== Assignment ==
Search the data below, and report every line in which "matches" occurs.

== Data for this task ==
^^^^^^^^
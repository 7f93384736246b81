//! End-to-end flushes against a catalog file on disk.

use std::fs;
use std::path::Path;
use std::sync::atomic::{AtomicBool, Ordering};

use i18n_workflow_core::Document;
use i18n_workflow_registry::LookupOptions;
use i18n_workflow_store::{
    CatalogStore, FileCatalogStore, FlushOutcome, MissingTranslations, StoreConfig, StoreError,
};
use regex::Regex;

fn file_session(path: &Path, locale: &str) -> MissingTranslations<FileCatalogStore> {
    let config = StoreConfig {
        catalog_path: path.to_path_buf(),
        default_locale: locale.to_string(),
        ..StoreConfig::default()
    };
    MissingTranslations::new(FileCatalogStore::new(path), config)
}

fn leaf<'a>(doc: &'a Document, path: &[&str]) -> Option<&'a str> {
    doc.get_path(path).and_then(|n| n.as_leaf())
}

fn record(session: &MissingTranslations<impl CatalogStore>, key: &str) {
    session.record_failure("nl", key, &[] as &[&str], &LookupOptions::new());
}

#[test]
fn merges_into_existing_catalog() {
    let dir = tempfile::tempdir().unwrap();
    let path = dir.path().join("config").join("missing_translations.yml");
    fs::create_dir_all(path.parent().unwrap()).unwrap();
    fs::write(
        &path,
        "---\nnl:\n  missing_scope:\n    key_scope:\n      translation: ''\n      foobar: ''\n    foobar: ''\n  translation: ''\n",
    )
    .unwrap();

    let session = file_session(&path, "nl");
    record(&session, "missing.key.new_translation");
    session.store_missing_translations(None, &[] as &[&str]).unwrap();

    assert_eq!(
        fs::read_to_string(&path).unwrap(),
        "---\nnl:\n  missing_scope:\n    foobar: ''\n    key_scope:\n      foobar: ''\n      new_translation: ''\n      translation: ''\n  translation: ''\n"
    );
}

#[test]
fn replicates_into_new_locale() {
    let dir = tempfile::tempdir().unwrap();
    let path = dir.path().join("missing.yml");
    fs::write(&path, "nl:\n  a: X\n").unwrap();

    let session = file_session(&path, "nl");
    record(&session, "b");
    session.store_missing_translations(None, &["en"]).unwrap();

    assert_eq!(
        fs::read_to_string(&path).unwrap(),
        "---\nen:\n  a: ''\n  b: ''\nnl:\n  a: X\n  b: ''\n"
    );
}

#[test]
fn keeps_existing_values_in_replicated_locale() {
    let dir = tempfile::tempdir().unwrap();
    let path = dir.path().join("missing.yml");
    fs::write(&path, "nl:\n  a: X\nen:\n  a: Y\n").unwrap();

    let session = file_session(&path, "nl");
    record(&session, "b");
    session.store_missing_translations(None, &["en"]).unwrap();

    assert_eq!(
        fs::read_to_string(&path).unwrap(),
        "---\nen:\n  a: Y\n  b: ''\nnl:\n  a: X\n  b: ''\n"
    );
}

#[test]
fn deeply_nested_replication_preserves_translations() {
    let dir = tempfile::tempdir().unwrap();
    let path = dir.path().join("missing.yml");
    fs::write(
        &path,
        "nl:\n  translation_key_one: A Dutch translation\n  translation_scope_two:\n    translation_key_two: Dutch translation 2\n    translation_scope_three:\n      translation_key_three: Dutch translation 3\n\
         en:\n  translation_key_one: An English translation\n  translation_scope_two:\n    translation_key_two: English translation 2\n    translation_scope_three:\n      translation_key_three: English translation 3\n",
    )
    .unwrap();

    let session = file_session(&path, "nl");
    let options = LookupOptions::new();
    session.registry().record("nl", Some("foo"), &["translation_scope_two"], &options);
    session.registry().record("nl", Some("bar"), &["translation_scope_two", "translation_scope_three"], &options);

    // Scope names here already end in `_scope`, so they gain a second suffix.
    session.store_missing_translations(None, &["en"]).unwrap();
    let catalog = Document::from_yaml_str(&fs::read_to_string(&path).unwrap()).unwrap();

    assert_eq!(leaf(&catalog, &["en", "translation_key_one"]), Some("An English translation"));
    assert_eq!(
        leaf(&catalog, &["en", "translation_scope_two", "translation_scope_three", "translation_key_three"]),
        Some("English translation 3")
    );
    assert_eq!(leaf(&catalog, &["en", "translation_scope_two_scope", "foo"]), Some(""));
    assert_eq!(
        leaf(&catalog, &["en", "translation_scope_two_scope", "translation_scope_three_scope", "bar"]),
        Some("")
    );
    assert_eq!(leaf(&catalog, &["nl", "translation_scope_two_scope", "foo"]), Some(""));
}

#[test]
fn malformed_catalog_is_replaced() {
    let dir = tempfile::tempdir().unwrap();
    let path = dir.path().join("missing.yml");
    fs::write(&path, "- this\n- is a list\n").unwrap();

    let session = file_session(&path, "nl");
    record(&session, "foo");
    session.store_missing_translations(None, &[] as &[&str]).unwrap();

    assert_eq!(fs::read_to_string(&path).unwrap(), "---\nnl:\n  foo: ''\n");
}

#[test]
fn repeated_flushes_are_byte_identical() {
    let dir = tempfile::tempdir().unwrap();
    let path = dir.path().join("missing.yml");
    let session = file_session(&path, "nl");

    record(&session, "zeta");
    record(&session, "alpha.beta");
    session.store_missing_translations(None, &["en"]).unwrap();
    let first = fs::read_to_string(&path).unwrap();

    record(&session, "zeta");
    record(&session, "alpha.beta");
    session.store_missing_translations(None, &["en"]).unwrap();
    assert_eq!(fs::read_to_string(&path).unwrap(), first);
}

#[test]
fn filtered_keys_are_not_persisted() {
    let dir = tempfile::tempdir().unwrap();
    let path = dir.path().join("missing.yml");
    let session = file_session(&path, "nl");

    record(&session, "debug.internal");
    record(&session, "title");
    session.registry().filter(&Regex::new(r"^nl\.debug_scope\.").unwrap());
    session.store_missing_translations(None, &[] as &[&str]).unwrap();

    assert_eq!(fs::read_to_string(&path).unwrap(), "---\nnl:\n  title: ''\n");
}

#[test]
fn long_keys_survive_repeated_flushes() {
    let dir = tempfile::tempdir().unwrap();
    let path = dir.path().join("missing.yml");
    fs::write(&path, "nl:\n  known: Bekend\n").unwrap();

    let session = file_session(&path, "nl");
    let long_key = "k".repeat(1100);
    record(&session, &long_key);
    session.store_missing_translations(None, &[] as &[&str]).unwrap();

    let written = Document::from_yaml_str(&fs::read_to_string(&path).unwrap()).unwrap();
    assert_eq!(leaf(&written, &["nl", long_key.as_str()]), Some(""));

    record(&session, "other");
    session.store_missing_translations(None, &[] as &[&str]).unwrap();
    let catalog = Document::from_yaml_str(&fs::read_to_string(&path).unwrap()).unwrap();
    assert_eq!(leaf(&catalog, &["nl", "known"]), Some("Bekend"));
    assert_eq!(leaf(&catalog, &["nl", long_key.as_str()]), Some(""));
    assert_eq!(leaf(&catalog, &["nl", "other"]), Some(""));
}

#[test]
fn line_separator_values_survive_flush() {
    let dir = tempfile::tempdir().unwrap();
    let path = dir.path().join("missing.yml");
    fs::write(&path, "nl:\n  a: \"line\\u2028two\"\n").unwrap();

    let session = file_session(&path, "nl");
    record(&session, "b");
    session.store_missing_translations(None, &[] as &[&str]).unwrap();

    let catalog = Document::from_yaml_str(&fs::read_to_string(&path).unwrap()).unwrap();
    assert_eq!(leaf(&catalog, &["nl", "a"]), Some("line\u{2028}two"));
    assert_eq!(leaf(&catalog, &["nl", "b"]), Some(""));
}

#[test]
fn non_utf8_catalog_is_replaced() {
    let dir = tempfile::tempdir().unwrap();
    let path = dir.path().join("missing.yml");
    fs::write(&path, b"nl:\n  a: \xff\xfe\n").unwrap();

    let session = file_session(&path, "nl");
    record(&session, "foo");
    session.store_missing_translations(None, &[] as &[&str]).unwrap();

    assert!(!session.registry().has_missing());
    assert_eq!(fs::read_to_string(&path).unwrap(), "---\nnl:\n  foo: ''\n");
}

/// A store whose writes fail until told otherwise.
#[derive(Default)]
struct FlakyStore {
    broken: AtomicBool,
    saved: std::sync::Mutex<Option<Document>>,
}

impl CatalogStore for FlakyStore {
    fn load(&self) -> i18n_workflow_store::Result<Document> {
        Ok(self.saved.lock().unwrap().clone().unwrap_or_default())
    }

    fn save(&self, doc: &Document) -> i18n_workflow_store::Result<()> {
        if self.broken.load(Ordering::SeqCst) {
            return Err(StoreError::Io {
                path: "flaky.yml".into(),
                source: std::io::Error::new(std::io::ErrorKind::Other, "disk full"),
            });
        }
        *self.saved.lock().unwrap() = Some(doc.clone());
        Ok(())
    }

    fn describe(&self) -> String {
        "flaky".to_string()
    }
}

#[test]
fn failed_write_keeps_entries_for_retry() {
    let store = FlakyStore::default();
    store.broken.store(true, Ordering::SeqCst);
    let config = StoreConfig {
        default_locale: "nl".to_string(),
        ..StoreConfig::default()
    };
    let session = MissingTranslations::new(store, config);
    record(&session, "first");

    let err = session.store_missing_translations(None, &[] as &[&str]).unwrap_err();
    assert!(matches!(err, StoreError::Io { .. }));
    assert_eq!(session.registry().len(), 1);

    record(&session, "second");
    session.store().broken.store(false, Ordering::SeqCst);
    let outcome = session.store_missing_translations(None, &[] as &[&str]).unwrap();

    assert!(matches!(outcome, FlushOutcome::Written { new_keys: 2, .. }));
    assert!(!session.registry().has_missing());
    let saved = session.store().saved.lock().unwrap().clone().unwrap();
    assert_eq!(leaf(&saved, &["nl", "first"]), Some(""));
    assert_eq!(leaf(&saved, &["nl", "second"]), Some(""));
}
^^^^^^^^
== Task output ==
    assert!(matches!(err, StoreError::Io { .. }));
    assert!(matches!(outcome, FlushOutcome::Written { new_keys: 2, .. }));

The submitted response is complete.